Get Started with Application Roles

Administrators configure what users see and do in Oracle Analytics Cloud from the Roles and Permissions page in the Console. This page presents user information in four different views: User, Groups, Application Roles, Permissions.

Users and Roles Page Description

Users tab

Lists users from the identity domain associated with your Oracle Analytics instance.

From the Users tab, you can:

  • Discover the groups and application roles that each user directly belongs to.
  • Discover the permissions granted directly to a user.
  • Add or remove application roles assigned to a user.
  • Remove permissions granted directly to a user.
  • Generate a report that lists the groups or application roles assigned to a user, either directly or indirectly.

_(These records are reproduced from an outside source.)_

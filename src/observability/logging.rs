//! Structured logging configuration.

use crate::config::LoggingSettings;
use std::path::PathBuf;
use tracing_subscriber::EnvFilter;

/// Env var with the highest-precedence filter directive.
pub const LOG_FILTER_ENV: &str = "TAWERET_LOG";

/// Output format for log lines.
#[derive(Debug, Clone, Copy, Default, PartialEq, Eq)]
pub enum LogFormat {
    /// Human-readable multi-line output.
    #[default]
    Pretty,
    /// One JSON object per line.
    Json,
}

impl LogFormat {
    /// Parses a format name. Unknown names fall back to [`LogFormat::Pretty`].
    #[must_use]
    pub fn parse(value: &str) -> Self {
        match value.trim().to_lowercase().as_str() {
            "json" => Self::Json,
            _ => Self::Pretty,
        }
    }
}

/// Resolved logging configuration.
#[derive(Debug)]
pub struct LoggingConfig {
    /// Output format.
    pub format: LogFormat,
    /// Event filter.
    pub filter: EnvFilter,
    /// Optional file to append to instead of stderr.
    pub file: Option<PathBuf>,
}

impl LoggingConfig {
    /// Builds logging configuration from settings and the environment.
    #[must_use]
    pub fn from_settings(settings: &LoggingSettings, verbose: bool) -> Self {
        let directive = filter_directive(
            std::env::var(LOG_FILTER_ENV).ok(),
            std::env::var(EnvFilter::DEFAULT_ENV).ok(),
            settings.filter.as_deref(),
            verbose,
        );
        let filter = EnvFilter::try_new(&directive).unwrap_or_else(|_| EnvFilter::new("info"));

        Self {
            format: settings
                .format
                .as_deref()
                .map(LogFormat::parse)
                .unwrap_or_default(),
            filter,
            file: settings.file.clone(),
        }
    }
}

/// Picks the filter directive.
///
/// Precedence: `TAWERET_LOG`, then `RUST_LOG`, then the configured filter,
/// then `debug` when verbose or `info` otherwise.
#[must_use]
pub fn filter_directive(
    taweret_log: Option<String>,
    rust_log: Option<String>,
    configured: Option<&str>,
    verbose: bool,
) -> String {
    let non_empty = |value: String| Some(value.trim().to_string()).filter(|v| !v.is_empty());

    taweret_log
        .and_then(non_empty)
        .or_else(|| rust_log.and_then(non_empty))
        .or_else(|| configured.map(str::to_string).and_then(non_empty))
        .unwrap_or_else(|| if verbose { "debug" } else { "info" }.to_string())
}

You can’t add or remove user accounts through the Users tab. Use your identity management system to manage user accounts.

It's best practice to assign permissions to application roles. You can't grant permissions to a user. However, if the user already has permission grants (for example, though migration from an on-premise environment), you can remove these permission grants from the user.

Groups tab

Lists user groups from the identity domain associated with your Oracle Analytics instance.

From the Groups tab, you can:

  • Discover the members (users or groups) directly assigned to each group.
  • Discover the application roles or any other groups that a group is directly assigned to.
  • Add or remove application roles assigned to a group.

You can’t add or remove user groups through the Groups tab. Use your identity management system to manage user groups.

Application Roles tab

Lists the predefined application roles for Oracle Analytics and any user-defined application roles that you add.

From the Application Roles tab, you can:

  • Create your own application roles.
  • Discover the members (users, groups, application roles) directly assigned to each application role.
  • Discover the permissions directly granted to each application role.
  • Add members or remove members from each application role.
  • Discover whether an application role is a member of any other application role.
  • Add or remove memberships for each application role.
  • Grant permissions to user-defined application roles.
  • Remove permissions from user-defined application roles.
  • Generate a report that lists the users assigned to an application role, either directly or indirectly.
  • Generate a report that lists the groups (or IDCS application roles) assigned to an application role, either directly or indirectly.
  • Generate a report that lists other application roles assigned to an application role, either directly or indirectly.
  • Generate a report that lists any other application roles an application role is assigned to, either directly or indirectly.
Permissions tab Lists the permissions available in Oracle Analytics.

From the Permissions tab, you can:

  • Search for permissions and filter the permissions list.
  • Discover the application roles a permission is directly assigned to.
  • Discover the users a permission is directly assigned to.